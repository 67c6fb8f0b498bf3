//! Render state attached to each geom.

use std::rc::Rc;

use crate::material::Material;
use crate::texture::Texture;

#[derive(Debug, Clone, Copy, PartialEq, Eq, Hash, Default)]
pub enum TransparencyMode {
    #[default]
    None,
    /// Alpha-tested: fragments are either drawn or discarded.
    Binary,
    Alpha,
}

#[derive(Debug, Clone, Copy, PartialEq, Eq, Hash, Default)]
pub enum StageMode {
    #[default]
    Modulate,
    Normal,
}

/// A texturing slot. Stages are compared by value.
#[derive(Debug, Clone, PartialEq, Eq, Hash)]
pub struct TextureStage {
    pub name: String,
    /// Index of the texture coordinate set sampled by this stage.
    pub texcoord: usize,
    pub mode: StageMode,
}

impl TextureStage {
    pub fn new(name: impl Into<String>, texcoord: usize, mode: StageMode) -> Self {
        TextureStage {
            name: name.into(),
            texcoord,
            mode,
        }
    }

    pub fn default_stage() -> Self {
        Self::new("default", 0, StageMode::Modulate)
    }

    /// Stage for a base color texture sampling coordinate set `texcoord`.
    pub fn color(texcoord: usize) -> Self {
        if texcoord == 0 {
            Self::default_stage()
        } else {
            Self::new(format!("color.{}", texcoord), texcoord, StageMode::Modulate)
        }
    }

    /// Stage for a normal map sampling coordinate set `texcoord`.
    pub fn normal(texcoord: usize) -> Self {
        if texcoord == 0 {
            Self::new("normal", 0, StageMode::Normal)
        } else {
            Self::new(format!("normal.{}", texcoord), texcoord, StageMode::Normal)
        }
    }
}

#[derive(Debug, Clone)]
pub struct TextureBinding {
    pub stage: TextureStage,
    pub texture: Rc<Texture>,
}

#[derive(Debug, Clone, Default)]
pub struct RenderState {
    pub material: Option<Rc<Material>>,
    pub transparency: TransparencyMode,
    /// Fragments with alpha below this value are discarded.
    pub alpha_test: Option<f32>,
    /// Both faces are drawn.
    pub two_sided: bool,
    pub textures: Vec<TextureBinding>,
}

impl RenderState {
    pub fn is_empty(&self) -> bool {
        self.material.is_none()
            && self.transparency == TransparencyMode::None
            && self.alpha_test.is_none()
            && !self.two_sided
            && self.textures.is_empty()
    }

    /// Binds `texture` on `stage`, replacing whatever the stage held.
    pub fn add_texture(&mut self, stage: TextureStage, texture: Rc<Texture>) {
        self.textures.retain(|binding| binding.stage != stage);
        self.textures.push(TextureBinding { stage, texture });
    }

    pub fn texture_on(&self, stage_name: &str) -> Option<&TextureBinding> {
        self.textures.iter().find(|binding| binding.stage.name == stage_name)
    }
}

________________

■ **About this exercise**: Show the lines above that have the word "discarded".

■ **Written response**:
    /// Alpha-tested: fragments are either drawn or discarded.
    /// Fragments with alpha below this value are discarded.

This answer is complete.